JPEGs preserved at `/tmp/iter3_phase3/vp8_sw_00{1,2}.jpg`.
## Step 3.3 — Cross-validator strace + V4L2_CID_STATELESS_VP8_FRAME payload
`strace -ff -tt -y -v -s 4096 -e trace=ioctl,openat,close ffmpeg -hwaccel v4l2request -hwaccel_device /dev/media2 -i bbb_720p10s_vp8.webm -frames:v 5 -f null -`. ffmpeg-v4l2-request-git decoded 5 frames; strace produced 7 worker-thread PID files + helpers. Decoded payloads via custom python decoder at `/tmp/iter3_phase3/decode_vp8.py` (kept on disk for re-run).
### Submission shape (confirmed)
| Property | Value | Source |
|---|---|---|
| ioctl | `VIDIOC_S_EXT_CTRLS` | strace verbatim |
| `ctrl_class` | `0xf010000` (`V4L2_CTRL_CLASS_CODEC_STATELESS`) | strace verbatim |
| `count` | `1` | strace verbatim — confirms single-control-per-frame predicted in Phase 2 |
| `controls[0].id` | `0xa409c8` | matches `V4L2_CID_STATELESS_VP8_FRAME` from kernel UAPI |
| `controls[0].size` | `1232` | **CORRECTION vs Phase 2** — original commit message of iter1 said "400 bytes" for v4l2_ctrl_vp8_frame; actual is 1232 bytes.
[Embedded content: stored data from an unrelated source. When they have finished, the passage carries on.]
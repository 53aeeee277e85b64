//! Shared fixtures for engine integration tests.
//!
//! Every test gets a fresh [`InMemoryStore`] seeded with account `A1`,
//! location `L1` and user `U1`, and an [`Engine`] running on a fixed clock.
//! [`WrappedStore`] sits in front of the in-memory store when a test needs
//! reads to fail or to yield to the scheduler.

#![allow(dead_code)]

use std::sync::Arc;

use async_trait::async_trait;
use chrono::{TimeZone, Utc};
use serde_json::{json, Value};
use voicestack_core::approval::Approval;
use voicestack_core::device::{AssignmentType, Phone, PhoneOwnership};
use voicestack_core::extensions::ExtensionSeries;
use voicestack_core::location::{Account, Address, Location, User};
use voicestack_core::onboarding::LocationOnboarding;
use voicestack_core::session::{EditAuthority, OnboardingSession, OnboardingStep};
use voicestack_core::types::{FixedClock, Timestamp};
use voicestack_db::{
    ApprovalStore, DirectoryStore, ExtensionSeriesStore, InMemoryStore, OnboardingStore,
    SessionStore, StoreError, StoreResult,
};
use voicestack_engine::{Engine, EngineConfig};

pub const ACCOUNT: &str = "A1";
pub const LOCATION: &str = "L1";
pub const USER: &str = "U1";

pub fn now() -> Timestamp {
    Utc.with_ymd_and_hms(2026, 6, 1, 14, 0, 0).unwrap()
}

pub struct TestEnv {
    pub engine: Engine,
    pub store: Arc<InMemoryStore>,
}

pub async fn setup() -> TestEnv {
    let clock = Arc::new(FixedClock(now()));
    let store = Arc::new(InMemoryStore::new(clock.clone()));
    seed(&store).await;

    let engine = Engine::new(store.clone(), clock, EngineConfig::default());
    TestEnv { engine, store }
}

/// Like [`setup`], but every read the engine makes yields to the scheduler
/// before returning, so concurrent operations interleave between their
/// reads and writes. `store` is the in-memory store behind the wrapper.
pub async fn setup_yielding() -> TestEnv {
    let clock = Arc::new(FixedClock(now()));
    let store = Arc::new(InMemoryStore::new(clock.clone()));
    seed(&store).await;

    let wrapped = Arc::new(WrappedStore {
        inner: store.clone(),
        broken_phones_at: None,
        yield_after_reads: true,
    });
    let engine = Engine::new(wrapped, clock, EngineConfig::default());
    TestEnv { engine, store }
}

/// Account `A1`, location `L1` and user `U1`.
pub async fn seed(store: &InMemoryStore) {
    store
        .insert_account(Account {
            id: ACCOUNT.into(),
            name: "Bright Smiles Dental".into(),
        })
        .await;
    store.insert_location(location(LOCATION, "Downtown Clinic")).await;
    store
        .insert_user(User {
            id: USER.into(),
            location_id: Some(LOCATION.into()),
            first_name: "Jordan".into(),
            last_name: "Reyes".into(),
            email: "jordan@brightsmiles.example".into(),
            phone: None,
        })
        .await;
}

pub fn location(id: &str, name: &str) -> Location {
    Location {
        id: id.into(),
        account_id: ACCOUNT.into(),
        name: name.into(),
        address: Address {
            line1: "12 Main St".into(),
            line2: None,
            city: "Austin".into(),
            state: "TX".into(),
            zipcode: "78701".into(),
        },
        customer_id: None,
    }
}

/// A supported desk phone for `U1`. The id is left blank so the engine
/// assigns one.
pub fn yealink_for_user(extension: &str) -> Phone {
    Phone {
        id: String::new(),
        location_id: LOCATION.into(),
        brand: "YEALINK".into(),
        model: "T46S".into(),
        ownership: PhoneOwnership::Owned,
        assignment_type: AssignmentType::AssignedToUser,
        assigned_user_id: Some(USER.into()),
        extension: Some(extension.into()),
        device_types: vec!["DESK".into()],
        ..Default::default()
    }
}

/// Answers that pass every submission rule once a supported phone exists.
pub fn complete_answers() -> Value {
    json!({
        "pocName": "Jordan Reyes",
        "pocEmail": "jordan@brightsmiles.example",
        "pocPhone": "512-555-0100",
        "preferredContactMedium": "EMAIL",
        "phoneSystemType": "VOIP",
        "voipType": "RingCentral",
        "usesFax": false,
        "wantsFaxInVoiceStack": false,
        "deviceOwnership": "OWNED",
        "hasYealinkOrPolycom": true,
        "timezone": "America/Chicago",
        "workingHours": [
            { "day": "MONDAY", "isOpen": true, "shifts": [{ "openTime": "08:00", "closeTime": "17:00" }] },
            { "day": "SUNDAY", "isOpen": false }
        ],
        "hasIVR": false,
        "greetingMessage": "Thanks for calling Bright Smiles",
        "directRingUsers": [USER],
        "voicemailScript": "Please leave a message",
        "usesCallQueue": false
    })
}

/// Fill in the questionnaire and add one supported phone.
pub async fn fill_location(env: &TestEnv) {
    env.engine
        .sessions
        .update_onboarding(LOCATION, complete_answers(), EditAuthority::Standard)
        .await
        .unwrap();
    env.engine
        .devices
        .save_phone(yealink_for_user("1001"))
        .await
        .unwrap();
}

/// Walk the wizard through every step up to review.
pub async fn complete_required_steps(env: &TestEnv) {
    for step in OnboardingStep::required_for_submission() {
        env.engine
            .sessions
            .complete_step(LOCATION, step)
            .await
            .unwrap();
    }
}

// ---------------------------------------------------------------------------
// Store wrapper
// ---------------------------------------------------------------------------

pub struct WrappedStore {
    pub inner: Arc<InMemoryStore>,
    /// Phone listings for this location fail with `Conflict`.
    pub broken_phones_at: Option<&'static str>,
    pub yield_after_reads: bool,
}

impl WrappedStore {
    async fn after_read<T>(&self, result: StoreResult<T>) -> StoreResult<T> {
        if self.yield_after_reads {
            tokio::task::yield_now().await;
        }
        result
    }
}

#[async_trait]
impl OnboardingStore for WrappedStore {
    async fn get_onboarding(&self, location_id: &str) -> StoreResult<Option<LocationOnboarding>> {
        self.after_read(self.inner.get_onboarding(location_id).await).await
    }

    async fn upsert_onboarding(
        &self,
        location_id: &str,
        patch: Value,
    ) -> StoreResult<LocationOnboarding> {
        self.inner.upsert_onboarding(location_id, patch).await
    }
}

#[async_trait]
impl SessionStore for WrappedStore {
    async fn get_session(&self, location_id: &str) -> StoreResult<Option<OnboardingSession>> {
        self.after_read(self.inner.get_session(location_id).await).await
    }

    async fn upsert_session(&self, session: OnboardingSession) -> StoreResult<OnboardingSession> {
        self.inner.upsert_session(session).await
    }
}

#[async_trait]
impl DirectoryStore for WrappedStore {
    async fn get_location(&self, location_id: &str) -> StoreResult<Option<Location>> {
        self.after_read(self.inner.get_location(location_id).await).await
    }

    async fn get_account(&self, account_id: &str) -> StoreResult<Option<Account>> {
        self.after_read(self.inner.get_account(account_id).await).await
    }

    async fn list_locations_for_account(&self, account_id: &str) -> StoreResult<Vec<Location>> {
        self.after_read(self.inner.list_locations_for_account(account_id).await)
            .await
    }

    async fn list_users(&self, location_id: &str) -> StoreResult<Vec<User>> {
        self.after_read(self.inner.list_users(location_id).await).await
    }

    async fn list_phones(&self, location_id: &str) -> StoreResult<Vec<Phone>> {
        if self.broken_phones_at == Some(location_id) {
            return Err(StoreError::Conflict("phone table unavailable".into()));
        }
        self.after_read(self.inner.list_phones(location_id).await).await
    }

    async fn get_phone(&self, phone_id: &str) -> StoreResult<Option<Phone>> {
        self.after_read(self.inner.get_phone(phone_id).await).await
    }

    async fn save_phone(&self, phone: Phone) -> StoreResult<Phone> {
        self.inner.save_phone(phone).await
    }
}

#[async_trait]
impl ApprovalStore for WrappedStore {
    async fn list_approvals(&self, location_id: &str) -> StoreResult<Vec<Approval>> {
        self.after_read(self.inner.list_approvals(location_id).await).await
    }

    async fn get_approval(&self, approval_id: &str) -> StoreResult<Option<Approval>> {
        self.after_read(self.inner.get_approval(approval_id).await).await
    }

    async fn save_approval(&self, approval: Approval) -> StoreResult<Approval> {
        self.inner.save_approval(approval).await
    }

    async fn open_phone_approval(&self, approval: Approval) -> StoreResult<Approval> {
        self.inner.open_phone_approval(approval).await
    }
}

#[async_trait]
impl ExtensionSeriesStore for WrappedStore {
    async fn get_series(&self, location_id: &str) -> StoreResult<Option<ExtensionSeries>> {
        self.after_read(self.inner.get_series(location_id).await).await
    }

    async fn upsert_series(&self, series: ExtensionSeries) -> StoreResult<ExtensionSeries> {
        self.inner.upsert_series(series).await
    }

    async fn reserve_extension(
        &self,
        location_id: &str,
        extension: &str,
    ) -> StoreResult<ExtensionSeries> {
        self.inner.reserve_extension(location_id, extension).await
    }
}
Computed: 16(seg)+16(lf)+8(quant)+1104(entropy)+4(coder_state)+84(tail) = 1232. The big component is `entropy.coeff_probs[4][8][3][11] = 1056 bytes`. |
### Verbatim payload — frame 1 (keyframe, PID 2860 first call)
```
struct v4l2_vp8_segment:
quant_update[4] = (0, 0, 0, 0)
lf_update[4] = (0, 0, 0, 0)
segment_probs[3] = (0, 0, 0)
flags = 0x08 (V4L2_VP8_SEGMENT_FLAG_DELTA_VALUE_MODE)
struct v4l2_vp8_loop_filter:
ref_frm_delta[4] = (2, 0, -2, -2)
mb_mode_delta[4] = (4, -2, 2, 4)
sharpness_level = 0
level = 1
flags = 0x03 (ADJ_ENABLE | DELTA_UPDATE)
struct v4l2_vp8_quantization:
y_ac_qi = 8
y_dc_delta = 0
y2_dc_delta = 0
y2_ac_delta = 0
uv_dc_delta = 0
uv_ac_delta = 0
struct v4l2_vp8_entropy:
sha1(1104 bytes) = 8b2fdae200eb193f...
y_mode_probs[4] = (145, 156, 163, 128) ← FFmpeg's hardcoded keyframe_y_mode_probs
uv_mode_probs[3] = (142, 114, 183) ← FFmpeg's hardcoded keyframe_uv_mode_probs
struct v4l2_vp8_entropy_coder_state:
range = 248
value = 133
bit_count = 2
width × height = 1280 × 720
horizontal_scale = 0
vertical_scale = 0
version = 0
prob_skip_false = 255
prob_intra = 0 ← KEY frame: intra always-on; field unused; FFmpeg writes parser state which is 0
prob_last = 0 ← same
prob_gf = 0 ← same
num_dct_parts = 1
first_part_size = 22742
first_part_header_bits = 6550
dct_part_sizes[8] = (277872, 0, 0, 0, 0, 0, 0, 0)
last_frame_ts = 0 ← KEY frame: no prior reference
golden_frame_ts = 0 ← same
alt_frame_ts = 0 ← same
flags = 0x0d (KEY_FRAME | SHOW_FRAME | MB_NO_SKIP_COEFF)
```
### Verbatim payload — frame 2 (inter, PID 2860 second call)
```
segment: same as frame 1 (BBB has segmentation disabled)
lf: ref/mb deltas same; sharp=0; level=15; flags=0x01 (DELTA_UPDATE bit clears post-keyframe)
quant: y_ac_qi=122; all deltas=0
entropy: sha1=e5742b9050e8dc66 (CHANGED — BBB inter-frame entropy state)
y_mode_probs = (3, 1, 128, 1) ← parser-derived inter probs
uv_mode_probs = (162, 101, 204) ← parser-derived
coder_state: range=150 value=69 bit_count=3 ← post-frame-1 boolean coder state
prob_skip_false=14 prob_intra=1 prob_last=251 prob_gf=255 num_dct_parts=1
first_part_size=1218 first_part_header_bits=133
dct_part_sizes=(122,0,0,0,0,0,0,0)
last_frame_ts=5000 golden_frame_ts=11000 alt_frame_ts=11000
flags = 0x66 (see flags-anomaly note below)
```
### Flags-anomaly note (informational; not blocking iter3)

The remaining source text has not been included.